*Work required:*
In the entries that follow, find every line containing "again" and copy it.

*Listed entries:*
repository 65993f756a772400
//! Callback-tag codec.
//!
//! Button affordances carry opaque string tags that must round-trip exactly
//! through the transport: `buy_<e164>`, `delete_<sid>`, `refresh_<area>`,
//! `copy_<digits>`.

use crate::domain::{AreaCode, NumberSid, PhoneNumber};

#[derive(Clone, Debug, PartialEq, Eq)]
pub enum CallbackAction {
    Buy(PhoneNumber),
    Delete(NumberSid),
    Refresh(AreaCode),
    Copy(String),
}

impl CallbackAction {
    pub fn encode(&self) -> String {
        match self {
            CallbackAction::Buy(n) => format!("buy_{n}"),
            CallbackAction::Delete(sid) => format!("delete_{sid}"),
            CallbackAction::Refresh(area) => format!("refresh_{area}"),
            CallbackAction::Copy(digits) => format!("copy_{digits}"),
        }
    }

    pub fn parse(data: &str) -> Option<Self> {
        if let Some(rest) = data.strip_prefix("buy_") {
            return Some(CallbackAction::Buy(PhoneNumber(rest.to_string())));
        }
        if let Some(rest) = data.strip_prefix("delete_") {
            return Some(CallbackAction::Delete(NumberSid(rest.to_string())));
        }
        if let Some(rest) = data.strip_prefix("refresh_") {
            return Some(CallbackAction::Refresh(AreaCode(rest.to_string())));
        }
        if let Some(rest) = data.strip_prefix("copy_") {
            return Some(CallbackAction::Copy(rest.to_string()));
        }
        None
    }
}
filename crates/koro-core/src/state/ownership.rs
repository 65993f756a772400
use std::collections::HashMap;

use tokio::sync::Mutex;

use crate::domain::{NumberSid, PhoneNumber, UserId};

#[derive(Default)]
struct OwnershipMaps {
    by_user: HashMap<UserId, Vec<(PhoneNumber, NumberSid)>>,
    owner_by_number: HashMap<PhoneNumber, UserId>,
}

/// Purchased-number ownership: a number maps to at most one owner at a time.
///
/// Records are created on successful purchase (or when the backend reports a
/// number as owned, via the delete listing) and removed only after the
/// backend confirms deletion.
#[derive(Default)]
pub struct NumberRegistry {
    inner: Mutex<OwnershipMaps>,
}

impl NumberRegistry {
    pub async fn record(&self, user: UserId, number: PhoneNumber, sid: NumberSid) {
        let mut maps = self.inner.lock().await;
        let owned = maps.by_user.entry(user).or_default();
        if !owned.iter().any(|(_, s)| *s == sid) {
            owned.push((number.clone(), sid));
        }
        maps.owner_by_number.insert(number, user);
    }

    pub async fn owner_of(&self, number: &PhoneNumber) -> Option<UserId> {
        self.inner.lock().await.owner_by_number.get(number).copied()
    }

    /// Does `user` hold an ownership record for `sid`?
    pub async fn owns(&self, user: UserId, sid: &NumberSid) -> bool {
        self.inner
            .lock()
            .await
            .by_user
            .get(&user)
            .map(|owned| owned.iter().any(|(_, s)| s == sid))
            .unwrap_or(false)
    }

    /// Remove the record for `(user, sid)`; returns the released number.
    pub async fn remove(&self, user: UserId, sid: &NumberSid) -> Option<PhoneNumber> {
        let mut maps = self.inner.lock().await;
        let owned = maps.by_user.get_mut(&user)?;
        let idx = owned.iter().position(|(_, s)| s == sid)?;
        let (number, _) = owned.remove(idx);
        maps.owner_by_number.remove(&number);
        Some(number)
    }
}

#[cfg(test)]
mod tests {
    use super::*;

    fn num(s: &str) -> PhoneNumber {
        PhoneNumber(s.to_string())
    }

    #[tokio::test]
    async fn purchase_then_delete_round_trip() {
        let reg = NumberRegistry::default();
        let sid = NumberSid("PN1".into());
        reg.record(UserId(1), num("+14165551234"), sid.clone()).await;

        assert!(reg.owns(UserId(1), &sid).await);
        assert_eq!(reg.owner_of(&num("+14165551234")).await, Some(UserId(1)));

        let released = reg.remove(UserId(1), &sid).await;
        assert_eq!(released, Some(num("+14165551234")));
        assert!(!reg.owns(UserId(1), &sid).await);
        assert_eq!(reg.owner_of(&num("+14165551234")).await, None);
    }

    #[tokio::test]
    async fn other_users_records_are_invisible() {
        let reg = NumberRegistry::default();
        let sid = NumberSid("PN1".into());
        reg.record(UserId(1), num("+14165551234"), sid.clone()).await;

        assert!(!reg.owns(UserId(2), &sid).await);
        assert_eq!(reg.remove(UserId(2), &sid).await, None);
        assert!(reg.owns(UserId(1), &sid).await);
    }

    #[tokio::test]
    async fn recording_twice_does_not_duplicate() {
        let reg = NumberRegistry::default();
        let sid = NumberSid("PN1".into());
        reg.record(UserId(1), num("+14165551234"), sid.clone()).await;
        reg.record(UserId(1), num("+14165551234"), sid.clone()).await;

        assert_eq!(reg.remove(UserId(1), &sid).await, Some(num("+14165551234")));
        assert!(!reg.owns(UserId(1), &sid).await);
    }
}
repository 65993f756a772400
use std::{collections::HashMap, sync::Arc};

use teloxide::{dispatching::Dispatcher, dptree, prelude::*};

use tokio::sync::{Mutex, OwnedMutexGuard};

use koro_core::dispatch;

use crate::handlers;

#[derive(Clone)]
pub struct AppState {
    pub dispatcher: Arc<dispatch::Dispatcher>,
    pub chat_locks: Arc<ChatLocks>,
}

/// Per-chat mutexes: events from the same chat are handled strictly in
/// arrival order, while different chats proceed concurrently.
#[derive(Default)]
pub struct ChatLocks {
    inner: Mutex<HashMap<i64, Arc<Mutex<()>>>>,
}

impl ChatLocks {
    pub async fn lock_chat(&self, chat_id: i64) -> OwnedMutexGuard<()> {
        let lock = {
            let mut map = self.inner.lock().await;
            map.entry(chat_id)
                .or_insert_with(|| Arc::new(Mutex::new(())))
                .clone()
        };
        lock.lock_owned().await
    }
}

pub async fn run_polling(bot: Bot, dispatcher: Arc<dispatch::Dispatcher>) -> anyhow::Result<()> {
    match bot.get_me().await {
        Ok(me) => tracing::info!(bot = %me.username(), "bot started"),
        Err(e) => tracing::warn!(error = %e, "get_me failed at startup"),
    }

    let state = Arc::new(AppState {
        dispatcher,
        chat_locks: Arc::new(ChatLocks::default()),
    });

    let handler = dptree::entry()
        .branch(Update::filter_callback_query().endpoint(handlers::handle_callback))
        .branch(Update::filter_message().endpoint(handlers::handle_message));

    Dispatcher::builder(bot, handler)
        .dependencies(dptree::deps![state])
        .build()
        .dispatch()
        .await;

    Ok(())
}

--

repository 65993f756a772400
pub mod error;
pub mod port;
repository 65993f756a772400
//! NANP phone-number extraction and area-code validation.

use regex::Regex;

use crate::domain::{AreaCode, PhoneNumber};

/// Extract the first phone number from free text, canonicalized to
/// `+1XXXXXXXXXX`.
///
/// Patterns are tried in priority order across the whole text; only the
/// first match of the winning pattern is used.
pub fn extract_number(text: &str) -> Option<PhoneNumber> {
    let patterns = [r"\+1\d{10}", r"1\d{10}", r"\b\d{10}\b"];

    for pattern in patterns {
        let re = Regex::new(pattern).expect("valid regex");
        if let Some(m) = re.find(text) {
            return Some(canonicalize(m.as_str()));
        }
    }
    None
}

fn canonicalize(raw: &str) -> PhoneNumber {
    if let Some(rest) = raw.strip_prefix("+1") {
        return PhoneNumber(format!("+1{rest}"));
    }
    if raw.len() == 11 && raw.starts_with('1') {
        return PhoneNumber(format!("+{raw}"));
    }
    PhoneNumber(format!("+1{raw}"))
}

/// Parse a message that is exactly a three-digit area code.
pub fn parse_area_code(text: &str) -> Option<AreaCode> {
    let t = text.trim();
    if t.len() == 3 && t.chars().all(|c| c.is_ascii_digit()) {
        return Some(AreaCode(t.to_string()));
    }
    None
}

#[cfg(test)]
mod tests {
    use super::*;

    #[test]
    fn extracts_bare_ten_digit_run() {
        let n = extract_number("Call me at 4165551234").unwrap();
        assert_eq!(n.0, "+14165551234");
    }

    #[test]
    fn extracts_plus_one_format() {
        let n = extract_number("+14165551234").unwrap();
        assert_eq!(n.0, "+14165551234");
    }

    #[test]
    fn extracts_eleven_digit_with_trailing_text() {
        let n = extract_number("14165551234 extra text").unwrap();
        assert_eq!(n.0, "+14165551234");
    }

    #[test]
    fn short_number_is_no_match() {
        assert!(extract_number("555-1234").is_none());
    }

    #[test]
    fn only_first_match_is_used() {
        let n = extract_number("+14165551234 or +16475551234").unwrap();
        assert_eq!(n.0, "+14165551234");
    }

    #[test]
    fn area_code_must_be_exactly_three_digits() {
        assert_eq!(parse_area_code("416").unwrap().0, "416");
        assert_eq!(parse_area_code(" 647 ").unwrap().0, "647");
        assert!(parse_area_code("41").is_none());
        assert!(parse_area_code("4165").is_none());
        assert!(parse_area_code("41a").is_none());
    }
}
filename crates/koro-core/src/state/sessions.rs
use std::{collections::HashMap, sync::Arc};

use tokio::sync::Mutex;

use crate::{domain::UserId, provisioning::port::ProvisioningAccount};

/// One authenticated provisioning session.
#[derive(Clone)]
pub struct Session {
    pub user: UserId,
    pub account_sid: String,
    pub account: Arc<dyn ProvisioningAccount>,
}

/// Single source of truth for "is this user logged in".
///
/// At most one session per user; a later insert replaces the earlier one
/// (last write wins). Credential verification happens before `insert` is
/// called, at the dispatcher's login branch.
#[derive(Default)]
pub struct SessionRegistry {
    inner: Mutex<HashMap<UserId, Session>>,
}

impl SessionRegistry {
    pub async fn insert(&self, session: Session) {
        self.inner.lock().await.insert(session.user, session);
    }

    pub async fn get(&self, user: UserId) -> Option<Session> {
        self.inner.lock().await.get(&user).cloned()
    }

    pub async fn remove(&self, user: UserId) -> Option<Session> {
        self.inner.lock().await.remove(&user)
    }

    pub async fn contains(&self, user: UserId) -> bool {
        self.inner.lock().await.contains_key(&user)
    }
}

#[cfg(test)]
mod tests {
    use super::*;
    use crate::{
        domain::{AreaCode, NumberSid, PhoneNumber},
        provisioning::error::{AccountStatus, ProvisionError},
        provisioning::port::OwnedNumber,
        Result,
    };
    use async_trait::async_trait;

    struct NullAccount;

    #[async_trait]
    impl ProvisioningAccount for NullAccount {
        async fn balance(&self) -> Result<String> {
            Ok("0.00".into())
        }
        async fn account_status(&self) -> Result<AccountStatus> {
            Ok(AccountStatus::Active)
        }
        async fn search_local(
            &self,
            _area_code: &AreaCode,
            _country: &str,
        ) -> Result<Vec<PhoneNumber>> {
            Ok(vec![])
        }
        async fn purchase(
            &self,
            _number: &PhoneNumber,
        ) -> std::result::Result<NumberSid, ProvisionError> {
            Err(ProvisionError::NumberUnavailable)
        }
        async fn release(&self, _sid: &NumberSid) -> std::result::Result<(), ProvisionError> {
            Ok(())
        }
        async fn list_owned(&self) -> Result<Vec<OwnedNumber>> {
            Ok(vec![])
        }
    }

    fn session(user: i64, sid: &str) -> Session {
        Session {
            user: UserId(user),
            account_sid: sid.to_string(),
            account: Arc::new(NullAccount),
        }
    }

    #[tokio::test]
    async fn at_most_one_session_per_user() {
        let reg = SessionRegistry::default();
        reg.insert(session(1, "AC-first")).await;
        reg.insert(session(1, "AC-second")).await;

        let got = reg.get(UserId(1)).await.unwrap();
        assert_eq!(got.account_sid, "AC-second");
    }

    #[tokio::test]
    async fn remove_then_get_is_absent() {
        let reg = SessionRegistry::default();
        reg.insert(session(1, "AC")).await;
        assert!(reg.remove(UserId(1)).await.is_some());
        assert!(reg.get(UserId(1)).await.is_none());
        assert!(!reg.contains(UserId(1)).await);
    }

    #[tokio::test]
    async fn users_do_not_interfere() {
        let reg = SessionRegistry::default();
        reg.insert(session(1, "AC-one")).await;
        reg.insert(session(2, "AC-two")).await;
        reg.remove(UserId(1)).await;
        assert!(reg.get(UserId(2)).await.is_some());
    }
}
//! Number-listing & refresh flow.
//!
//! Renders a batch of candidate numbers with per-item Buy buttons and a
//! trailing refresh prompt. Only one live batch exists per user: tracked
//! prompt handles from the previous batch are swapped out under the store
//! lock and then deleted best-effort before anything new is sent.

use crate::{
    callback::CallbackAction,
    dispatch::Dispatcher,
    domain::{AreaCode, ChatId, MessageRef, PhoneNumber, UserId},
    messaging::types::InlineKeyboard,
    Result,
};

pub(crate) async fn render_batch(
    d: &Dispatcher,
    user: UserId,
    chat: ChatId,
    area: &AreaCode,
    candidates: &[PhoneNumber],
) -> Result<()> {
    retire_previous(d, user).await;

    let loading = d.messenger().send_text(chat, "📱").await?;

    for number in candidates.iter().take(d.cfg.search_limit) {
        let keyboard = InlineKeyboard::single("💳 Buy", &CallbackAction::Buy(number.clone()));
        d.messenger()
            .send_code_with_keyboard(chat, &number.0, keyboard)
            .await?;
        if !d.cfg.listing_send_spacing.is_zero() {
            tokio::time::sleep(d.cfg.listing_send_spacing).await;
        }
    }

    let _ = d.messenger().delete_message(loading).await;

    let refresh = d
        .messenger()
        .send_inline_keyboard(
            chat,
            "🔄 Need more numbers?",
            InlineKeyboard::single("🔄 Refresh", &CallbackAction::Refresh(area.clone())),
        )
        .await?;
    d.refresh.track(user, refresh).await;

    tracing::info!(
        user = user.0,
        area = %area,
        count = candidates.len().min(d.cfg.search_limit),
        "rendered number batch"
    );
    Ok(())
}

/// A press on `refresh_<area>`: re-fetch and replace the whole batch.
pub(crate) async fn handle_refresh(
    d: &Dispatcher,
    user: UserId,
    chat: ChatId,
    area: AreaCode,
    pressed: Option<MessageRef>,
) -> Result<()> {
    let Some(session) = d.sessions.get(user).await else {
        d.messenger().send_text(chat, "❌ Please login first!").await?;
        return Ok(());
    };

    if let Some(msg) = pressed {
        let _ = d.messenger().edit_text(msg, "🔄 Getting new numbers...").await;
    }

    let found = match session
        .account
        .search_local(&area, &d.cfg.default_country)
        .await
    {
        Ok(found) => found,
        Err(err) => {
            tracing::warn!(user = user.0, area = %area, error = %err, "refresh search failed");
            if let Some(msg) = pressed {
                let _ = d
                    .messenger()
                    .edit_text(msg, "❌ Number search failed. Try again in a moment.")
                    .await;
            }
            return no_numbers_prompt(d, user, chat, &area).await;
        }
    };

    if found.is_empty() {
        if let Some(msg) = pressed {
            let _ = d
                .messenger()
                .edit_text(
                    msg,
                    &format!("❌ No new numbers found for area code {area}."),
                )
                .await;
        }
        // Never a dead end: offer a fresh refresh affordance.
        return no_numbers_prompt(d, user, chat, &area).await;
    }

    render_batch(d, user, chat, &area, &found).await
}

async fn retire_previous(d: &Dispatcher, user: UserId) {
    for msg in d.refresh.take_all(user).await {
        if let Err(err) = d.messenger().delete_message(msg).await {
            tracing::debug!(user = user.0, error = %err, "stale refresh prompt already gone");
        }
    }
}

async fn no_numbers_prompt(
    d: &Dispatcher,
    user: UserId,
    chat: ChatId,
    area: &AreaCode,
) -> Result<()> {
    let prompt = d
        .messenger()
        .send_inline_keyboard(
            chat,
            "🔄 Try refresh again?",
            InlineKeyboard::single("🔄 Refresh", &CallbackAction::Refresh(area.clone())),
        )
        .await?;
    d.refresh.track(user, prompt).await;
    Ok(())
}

*Response area:*
                    .edit_text(msg, "❌ Number search failed. Try again in a moment.")
            "🔄 Try refresh again?",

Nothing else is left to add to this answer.